> [Problem details]:
Your answer must be every line of the data below that holds the string "impl", copied exactly.

*** Opening of Records for the task ***

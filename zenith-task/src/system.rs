use std::fmt::{Debug, Formatter};
use std::sync::{Arc, atomic::{AtomicBool, Ordering}};
use std::thread::JoinHandle;
use parking_lot::RwLock;
use crossbeam_queue::SegQueue;
use anyhow::{Result, anyhow};
use zenith_core::collections::SmallVec;
use zenith_core::collections::hashmap::HashMap;
use zenith_core::log::{error, info};
use crate::job::{AsJobState, BoxedJob, Job, JobId, JobResult, JobState, PendingJob};
use crate::worker::WorkerThread;

pub(crate) struct QueuedJob {
    job: BoxedJob,
    state: Arc<JobState>,
    dependencies: SmallVec<[Arc<JobState>; 4]>,
}

impl Debug for QueuedJob {
    fn fmt(&self, f: &mut Formatter<'_>) -> std::fmt::Result {
        Debug::fmt(&self.job.id(), f)
    }
}

impl QueuedJob {
    fn new(job: BoxedJob, state: Arc<JobState>, dependencies: SmallVec<[Arc<JobState>; 4]>) -> Self {
        Self {
            job,
            state,
            dependencies,
        }
    }

    pub(crate) fn ready_to_execute(&self) -> bool {
        self.dependencies
            .iter()
            .all(|state| state.completed())
    }

    #[inline]
    pub(crate) fn id(&self) -> JobId {
        self.job.id()
    }

    pub(crate) fn execute(self) {
        let id = self.job.id();
        let job = self.job;

        match std::panic::catch_unwind(std::panic::AssertUnwindSafe(move || job.execute())) {
            Ok(result) => self.state.set_result(result),
            Err(_) => {
                error!("{} panicked on thread [{}]", id, std::thread::current().name().unwrap_or("unnamed"));
                self.state.set_panicked();
            }
        }
    }
}

#[derive(Debug)]
pub(crate) struct ThreadInfo {
    shutdown: Arc<AtomicBool>,
    handle: JoinHandle<()>,
}

impl ThreadInfo {
    pub(crate) fn new(shutdown: Arc<AtomicBool>, handle: JoinHandle<()>) -> Self {
        Self {
            shutdown,
            handle,
        }
    }

    pub(crate) fn request_shutdown(&self) {
        self.shutdown.store(true, Ordering::Release)
    }

    pub(crate) fn join(self) {
        if self.handle.join().is_err() {
            error!("Worker thread terminated abnormally");
        }
    }
}

#[derive(Default, Debug)]
pub(crate) struct ThreadLocalState {
    pub(crate) local_queue: SegQueue<QueuedJob>,
}

/// Job system backed by named worker threads.
///
/// Jobs go either to the global queue, which every worker steals from, or to the local queue of
/// a named thread. A job only starts once all of its dependencies completed.
pub struct JobSystem {
    thread_registry: RwLock<HashMap<String, ThreadInfo>>,

    global_queue: Arc<SegQueue<QueuedJob>>,
    thread_local_states: RwLock<HashMap<String, Arc<ThreadLocalState>>>,
}

impl Debug for JobSystem {
    fn fmt(&self, f: &mut Formatter<'_>) -> std::fmt::Result {
        f.debug_struct("JobSystem")
            .field("threads", &self.thread_registry.read().keys().collect::<Vec<_>>())
            .field("global_queue", &self.global_queue.len())
            .finish()
    }
}

impl Default for JobSystem {
    fn default() -> Self {
        let count = std::thread::available_parallelism()
            .map(|count| count.get())
            .unwrap_or(4);
        Self::new(&[("worker", count)])
    }
}

impl JobSystem {
    pub fn new(thread_configs: &[(&str, usize)]) -> Self {
        let system = Self {
            thread_registry: RwLock::new(HashMap::new()),

            global_queue: Arc::new(SegQueue::new()),
            thread_local_states: RwLock::new(HashMap::new()),
        };
        system.spawn_threads(thread_configs);
        info!("Job system started with {} worker thread(s)", system.num_worker_threads());
        system
    }

    pub fn create_job<J: Job>(&self, job: J) -> PendingJob<J::Output> {
        PendingJob::new(job)
    }

    pub fn run_job<T: Send + 'static>(&self, job: PendingJob<T>) -> JobResult<T> {
        self.run_job_after(job, [])
    }

    pub fn run_job_after<T: Send + 'static, const N: usize>(
        &self,
        job: PendingJob<T>,
        dependencies: [&dyn AsJobState; N],
    ) -> JobResult<T> {
        let state = job.state.clone();
        let (job, result) = job.into_result();

        self.global_queue.push(QueuedJob::new(job, state, collect_dependencies(&dependencies)));
        result
    }

    pub fn run_job_on<T: Send + 'static>(&self, thread_name: &str, job: PendingJob<T>) -> Result<JobResult<T>> {
        self.run_job_on_after(thread_name, job, [])
    }

    pub fn run_job_on_after<T: Send + 'static, const N: usize>(
        &self,
        thread_name: &str,
        job: PendingJob<T>,
        dependencies: [&dyn AsJobState; N],
    ) -> Result<JobResult<T>> {
        let thread_local_states = self.thread_local_states.read();
        let local_state = thread_local_states
            .get(thread_name)
            .ok_or_else(|| anyhow!("Thread '{}' not found", thread_name))?;

        let state = job.state.clone();
        let (job, result) = job.into_result();

        local_state.local_queue.push(QueuedJob::new(job, state, collect_dependencies(&dependencies)));
        Ok(result)
    }

    /// Shorthand of [`JobSystem::create_job`] followed by [`JobSystem::run_job`].
    pub fn submit<J: Job>(&self, job: J) -> JobResult<J::Output> {
        self.run_job(self.create_job(job))
    }

    pub fn submit_to<J: Job>(&self, thread_name: &str, job: J) -> Result<JobResult<J::Output>> {
        self.run_job_on(thread_name, self.create_job(job))
    }

    pub fn wait_for_job(&self, job: &dyn AsJobState) {
        job.as_state().wait();
    }

    pub fn has_thread(&self, thread_name: &str) -> bool {
        self.thread_registry.read().contains_key(thread_name)
    }

    pub fn num_worker_threads(&self) -> usize {
        self.thread_registry.read().len()
    }

    /// Join all current workers and respawn with new configs.
    pub fn config(&self, thread_configs: &[(&str, usize)]) {
        self.join_all_workers();
        self.spawn_threads(thread_configs);
    }

    pub fn join_all_workers(&self) {
        for (_, thread) in self.thread_registry.write().drain() {
            thread.request_shutdown();
            thread.join();
        }
        self.thread_local_states.write().clear();
    }

    fn spawn_threads(&self, thread_configs: &[(&str, usize)]) {
        for (thread_name, count) in thread_configs {
            for i in 0..*count {
                let name = if *count == 1 {
                    (*thread_name).to_owned()
                } else {
                    format!("{}_{}", thread_name, i)
                };

                let shutdown = Arc::new(AtomicBool::new(false));

                let thread_local_state = Arc::new(ThreadLocalState::default());
                self.thread_local_states.write().insert(name.clone(), thread_local_state.clone());

                let worker = WorkerThread::new(
                    shutdown.clone(),
                    self.global_queue.clone(),
                    thread_local_state,
                );

                match std::thread::Builder::new()
                    .name(name.clone())
                    .spawn(move || worker.run()) {
                    Ok(handle) => {
                        self.thread_registry.write().insert(name, ThreadInfo::new(shutdown, handle));
                    }
                    Err(err) => {
                        error!("Failed to spawn worker thread [{}]: {}", name, err);
                        self.thread_local_states.write().remove(&name);
                    }
                }
            }
        }
    }
}

impl Drop for JobSystem {
    fn drop(&mut self) {
        self.join_all_workers();
    }
}

fn collect_dependencies(dependencies: &[&dyn AsJobState]) -> SmallVec<[Arc<JobState>; 4]> {
    dependencies
        .iter()
        .map(|dependency| dependency.as_state())
        .collect()
}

*** Close of Records for the task ***

> [Exercise answer]:
impl Debug for QueuedJob {
impl QueuedJob {
impl ThreadInfo {
impl Debug for JobSystem {
impl Default for JobSystem {
impl JobSystem {
impl Drop for JobSystem {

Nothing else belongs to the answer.